Ryanair urged Chancellor George Osborne to follow the example of the Irish Government, which abolished APD in April 2014, and as a direct result sparked a major boost in passenger numbers at all Irish airports in 2015, which was a year of record growth for Irish tourism, with traffic rising by 3.3m to 29.8m annual customers. Indeed, 70% of this growth was delivered by Ryanair (an extra 2.2m customers) adding more routes and flights, while bringing more high spending tourists to Ireland.
An independent Pricewaterhouse Coopers study has offered compelling evidence of the damage caused by APD in the UK and confirmed that:
- The abolition of APD would yield 0.46% of the UK GDP in the first year and at least £16bn within 3 years
- New flights and 60,000 new jobs would be created
- APD is one of the 3 most destructive taxes, alongside Corporation Tax and Fuel Duty
- Aviation is an engine of economic growth for international commerce and tourism
Ryanair again called on the UK Government to ‘axe the tax’ for all and allow UK airports to become competitive once more, while stimulating jobs and tourism growth.

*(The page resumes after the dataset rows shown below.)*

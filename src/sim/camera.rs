//! Horizontally scrolling camera
//!
//! The world never moves. The camera offset grows at the scroll speed and
//! rendering subtracts it; collision never sees it.

use glam::DVec2;
use serde::{Deserialize, Serialize};

use super::rect::Rect;

#[derive(Debug, Clone, PartialEq, Serialize, Deserialize)]
pub struct Camera {
    /// World x shown at the left screen edge (monotonic, non-negative)
    pub offset_x: f64,
    /// Units per second
    pub scroll_speed: f64,
    pub paused: bool,
}

impl Camera {
    pub fn new(scroll_speed: f64) -> Self {
        Self {
            offset_x: 0.0,
            scroll_speed: scroll_speed.max(0.0),
            paused: false,
        }
    }

    pub fn advance(&mut self, dt: f64) {
        if self.paused || dt <= 0.0 {
            return;
        }
        self.offset_x += self.scroll_speed * dt;
    }

    pub fn pause(&mut self) {
        self.paused = true;
    }

    pub fn resume(&mut self) {
        self.paused = false;
    }

    /// World rect to screen rect
    #[inline]
    pub fn project(&self, rect: &Rect) -> Rect {
        rect.translated(DVec2::new(-self.offset_x, 0.0))
    }

    /// Horizontal culling against a viewport starting at screen x = 0
    pub fn is_visible(&self, rect: &Rect, viewport_width: f64) -> bool {
        let screen = self.project(rect);
        screen.right() > 0.0 && screen.left() < viewport_width
    }
}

Ryanair’s Robin Kiely said:
“The continuous growth and success of Irish tourism since the total removal of APD, which is being driven by Ryanair, offers compelling evidence for Chancellor Osborne to take the same course in the UK. While we acknowledge that the removal of APD for under- 12s, and under-16s (from tomorrow), is a step in the right direction, we are again calling on the Government to scrap this damaging tax for all in order to promote economic, jobs and tourism growth.”